I watched and listened to an Iranian academic, Hossein Royvaran, speaking from inside Iran on Al Arabiya with the colleague Naif Al-Ahmari. He made a remarkable claim.
This pro-government academic, speaking from Tehran, offered an interpretation that would make the Supreme Leader and head of the regime a hereditary post passed from father to son in a system whose own discourse has long mocked Arab monarchies, and which rose in the first place against a monarchy!
He argued that such succession is constitutional, since the Assembly of Experts is tasked with selecting the Supreme Leader, and that this body is elected by the free, democratic, and untainted will of the Iranian people.
Let us set aside this broad claim and turn instead to his religious and moral argument, given that he speaks for a system that presents itself as a moral, revolutionary, Islamic order.
From Tehran, Dr. Hossein cited a verse from Surat An-Naml recounting the story of the Prophet Solomon: “And Solomon inherited David.” The problem is that this line of reasoning runs directly against the principle laid down by Khomeini, who saw no alternative to the system of Wilayat al-Faqih. For details, one can consult his book Islamic Government.
This strained interpretation by the Iranian academic, this selective borrowing from religious texts, and the clear contradiction with the founder’s explicit rejection of hereditary succession reveal a system of rule intent on protecting the interests of a narrow network, layered over time with ideological justifications.
Putting that aside and highlighting another contradiction, this time with the very text of Iran’s “Islamic” constitution itself, as understood through Ja‘fari jurisprudence and Khomeini’s interpretation. Article 109 of the constitution sets out the qualifications for the position of Supreme Leader, foremost among them: jurisprudential competence, justice, and political insight.
Let us assume that the son of Khamenei, Mojtaba Khamenei, possesses justice and political insight in full. What, then, of jurisprudential competence, by which he would stand alongside, or even rival, leading clerics?

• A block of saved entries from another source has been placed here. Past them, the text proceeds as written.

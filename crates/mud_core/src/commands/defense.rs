//! Rescue, disengage, defend, weapon grip and posture changes.

use crate::affects::{Affect, AffectKind};
use crate::character::{MobFlags, Race, Skill, Specialization, StatusFlags};
use crate::engine::{CombatEngine, To};
use crate::error::{CombatError, Result};
use crate::ids::CharId;
use crate::objects::WearSlot;
use crate::position::Position;
use crate::wait_list::{DelayEntry, DelayFlags, DelayTarget, DelayedCommand, PRIORITY_STAGGERED};

use super::{CommandOutcome, Target};

/// Battle cry of a rescuer, to the rescuer and to the room.
fn rescue_cry(race: Race) -> Option<(&'static str, &'static str)> {
    match race {
        Race::Human => Some((
            "Shouting 'Elendil!', you leap to the rescue!",
            "Shouting 'Elendil', $n fearlessly rescues $N.",
        )),
        Race::Dwarf => Some((
            "A harsh guttural warcry escapes your lips as you leap to the rescue!",
            "Shouting 'Khazad Ai-Menu' $n fearlessly rescues $N.",
        )),
        Race::WoodElf => Some((
            "Shouting 'A Elbereth Githloriel!', you leap to the rescue.",
            "Shouting 'A Elbereth Githloriel', $n fearlessly rescues $N.",
        )),
        Race::Hobbit => Some((
            "Shouting 'For the Shire!', you leap to the rescue.",
            "Shouting 'For the Shire', $n the brave little halfling rescues $N.",
        )),
        Race::HighElf => Some(("Fearless, you leap into harms way!", "$n rescues $N.")),
        Race::Beorning => Some((
            "With a bellowing roar, you leap to the rescue!",
            "Roaring, $n fearlessly rescues $N.",
        )),
        _ => None,
    }
}

impl CombatEngine {
    pub(super) fn cmd_rescue(&mut self, ch: CharId, target: &Target) -> CommandOutcome {
        let Some(c) = self.world.character(ch) else {
            return CommandOutcome::Rejected(String::new());
        };
        if c.is_incorporeal() {
            return self.reject(ch, "You are too insubstantial to do that.");
        }
        if c.has_mob_flag(MobFlags::ORC_FRIEND) && c.has_mob_flag(MobFlags::PET) {
            if let Some(master) = c.master {
                self.act("$n shrugs at you.", ch, Some(master), To::Vict);
                self.act("$n shrugs at $N.", ch, Some(master), To::NotVict);
            }
            return CommandOutcome::Rejected(String::new());
        }
        let (own_opponent, race, room) = (c.fighting, c.race, c.room);

        let Some(victim) = self
            .resolve(ch, target)
            .filter(|&v| self.world.is_same_room(ch, v))
        else {
            return self.reject(ch, "Who do you want to rescue?");
        };
        if victim == ch {
            return self.reject(ch, "What about fleeing instead?");
        }
        if own_opponent == Some(victim) {
            return self.reject(ch, "How can you rescue someone you are trying to kill?");
        }

        let attacker = self.world.people_in(room).into_iter().find(|&p| {
            self.world
                .character(p)
                .is_some_and(|pc| pc.fighting == Some(victim) && !(pc.is_npc() && pc.is_incorporeal()))
        });
        let Some(attacker) = attacker else {
            return self.reject_act(ch, "But no mortal is fighting $M!", victim);
        };

        let percent = self.rng.range(1, 101);
        let prob = self.world.character(ch).map_or(0, |c| c.skill(Skill::Rescue));
        if percent > prob {
            return self.reject(ch, "You fail the rescue!");
        }
        let Some((to_self, to_room)) = rescue_cry(race) else {
            return self.reject(ch, "You shouldn't have rescue, stop using it!");
        };

        self.tell(ch, to_self);
        self.act("To your relief $N has rescued you.", victim, Some(ch), To::Char);
        self.act(to_room, ch, Some(victim), To::NotVict);

        let fighting = |engine: &Self, who: CharId| engine.world.character(who).and_then(|c| c.fighting);
        if fighting(self, victim) == Some(attacker) {
            self.disengage(victim);
        }
        if fighting(self, attacker).is_some() {
            self.disengage(attacker);
        }
        if fighting(self, victim).is_some() {
            self.disengage(victim);
        }
        self.engage(ch, attacker);
        self.engage(attacker, ch);
        if let Some(a) = self.world.character_mut(attacker) {
            a.fighting = Some(ch);
        }
        tracing::debug!(rescuer = %ch, rescued = %victim, attacker = %attacker, "Rescue");

        let defender = self
            .world
            .character(ch)
            .is_some_and(|c| c.specialization == Specialization::Defender);
        if defender {
            return CommandOutcome::Performed;
        }
        let pv = self.config.pulse_violence;
        self.waits.wait_state(victim, pv / 3);
        self.waits.wait_state(ch, pv / 2);
        CommandOutcome::Scheduled { cycles: pv / 2 }
    }

    pub(super) fn cmd_disengage(&mut self, ch: CharId) -> CommandOutcome {
        let Some(opponent) = self.world.character(ch).and_then(|c| c.fighting) else {
            return self.reject(ch, "You are not fighting anybody.");
        };
        if self
            .world
            .character(opponent)
            .is_some_and(|o| o.fighting == Some(ch))
        {
            return self.reject_act(ch, "$E won't let you off that easy!", opponent);
        }

        let cycles = self.config.pulse_violence * 2;
        self.waits.schedule(
            ch,
            DelayEntry::new(
                cycles,
                DelayedCommand::Wait,
                PRIORITY_STAGGERED,
                DelayTarget::None,
                DelayFlags::WAITING,
            ),
        );
        self.act("$n stops fighting $N.", ch, Some(opponent), To::NotVict);
        self.act("$n stops fighting you.", ch, Some(opponent), To::Vict);
        self.act("You stop fighting $N.", ch, Some(opponent), To::Char);
        self.disengage(ch);
        CommandOutcome::Scheduled { cycles }
    }

    pub(super) fn cmd_defend(&mut self, ch: CharId) -> CommandOutcome {
        let Some(c) = self.world.character(ch) else {
            return CommandOutcome::Rejected(String::new());
        };
        if c.fighting.is_none() {
            return self.reject(ch, "You are not fighting anybody.");
        }
        if c.specialization != Specialization::Defender {
            return self.reject(ch, "You are not the right specialization for this.");
        }
        let knowledge = c.skill(Skill::Defend);
        if knowledge == 0 {
            return self.reject(ch, "You don't know how to do that.");
        }
        let bear = c.race == Race::Beorning;
        if !bear && !c.equipment.contains_key(&WearSlot::Shield) {
            return self.reject(ch, "You need to be using a shield for this.");
        }
        if c.skill_timers.contains_key(&Skill::Defend) {
            return self.reject(ch, "You can't use this skill yet.");
        }

        if bear {
            self.tell(ch, "You hunker down bracing for impact.");
            self.act("$n hunkers down, ready for incoming blows.", ch, None, To::Room);
        } else {
            self.tell(ch, "You hunker down behind your shield.");
            self.act(
                "$n hunkers down behind $s shield, ready for incoming blows.",
                ch,
                None,
                To::Room,
            );
        }
        let (duration, timer) = (self.config.defend_duration, self.config.defend_timer);
        if let Some(c) = self.world.character_mut(ch) {
            c.affects
                .apply(Affect::new(AffectKind::Defend, duration, knowledge));
            c.skill_timers.insert(Skill::Defend, timer);
        }
        CommandOutcome::Performed
    }

    /// Take the weapon in both hands, or back in one.
    pub(super) fn cmd_grip(&mut self, ch: CharId, two_handed: bool) -> CommandOutcome {
        let Some(c) = self.world.character(ch) else {
            return CommandOutcome::Rejected(String::new());
        };
        let Some((_, weapon)) = self.world.weapon_of(ch) else {
            return self.reject(ch, "You are not wielding anything.");
        };

        if two_handed {
            if c.is_two_handed() {
                return self.reject(ch, "You are already wielding your weapon with two hands.");
            }
            if c.equipment.contains_key(&WearSlot::Shield) {
                return self.reject(
                    ch,
                    "You can not wield a weapon in two hands while wearing a shield.",
                );
            }
            if weapon.bulk <= 4 {
                self.tell(ch, "This weapon seems too small to be used two-handed.");
            }
            if let Some(c) = self.world.character_mut(ch) {
                c.status.insert(StatusFlags::TWO_HANDED);
            }
            self.tell(ch, "You wield your weapon with both hands.");
            self.act("$n takes $s weapon with both hands.", ch, None, To::Room);
        } else {
            if !c.is_two_handed() {
                return self.reject(ch, "You are already wielding your weapon with one hand.");
            }
            if let Some(c) = self.world.character_mut(ch) {
                c.status.remove(StatusFlags::TWO_HANDED);
            }
            self.tell(ch, "You wield your weapon with one hand.");
            self.act("$n takes $s weapon with one hand.", ch, None, To::Room);
        }
        CommandOutcome::Performed
    }

    pub(super) fn cmd_posture(&mut self, ch: CharId, posture: Position) -> Result<CommandOutcome> {
        match self.request_posture(ch, posture) {
            Ok(now) => {
                self.tell(ch, format!("You are now {}.", now.name()));
                Ok(CommandOutcome::Performed)
            }
            Err(CombatError::InvalidPosture { .. }) => Ok(self.reject(ch, "You can't do that now.")),
            Err(e) => Err(e),
        }
    }
}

In short, if Iran’s ruling elite were to select Mojtaba Khamenei, it would amount to the act of a closed power structure that has distanced itself from the purported purity of a revolutionary Islamic ideal.
One is left to ask the guest from Iran: if Mojtaba inherited as Solomon inherited David, why has he not appeared publicly, speaking with clarity, when Solomon, peace be upon him, is said to have addressed even the ants?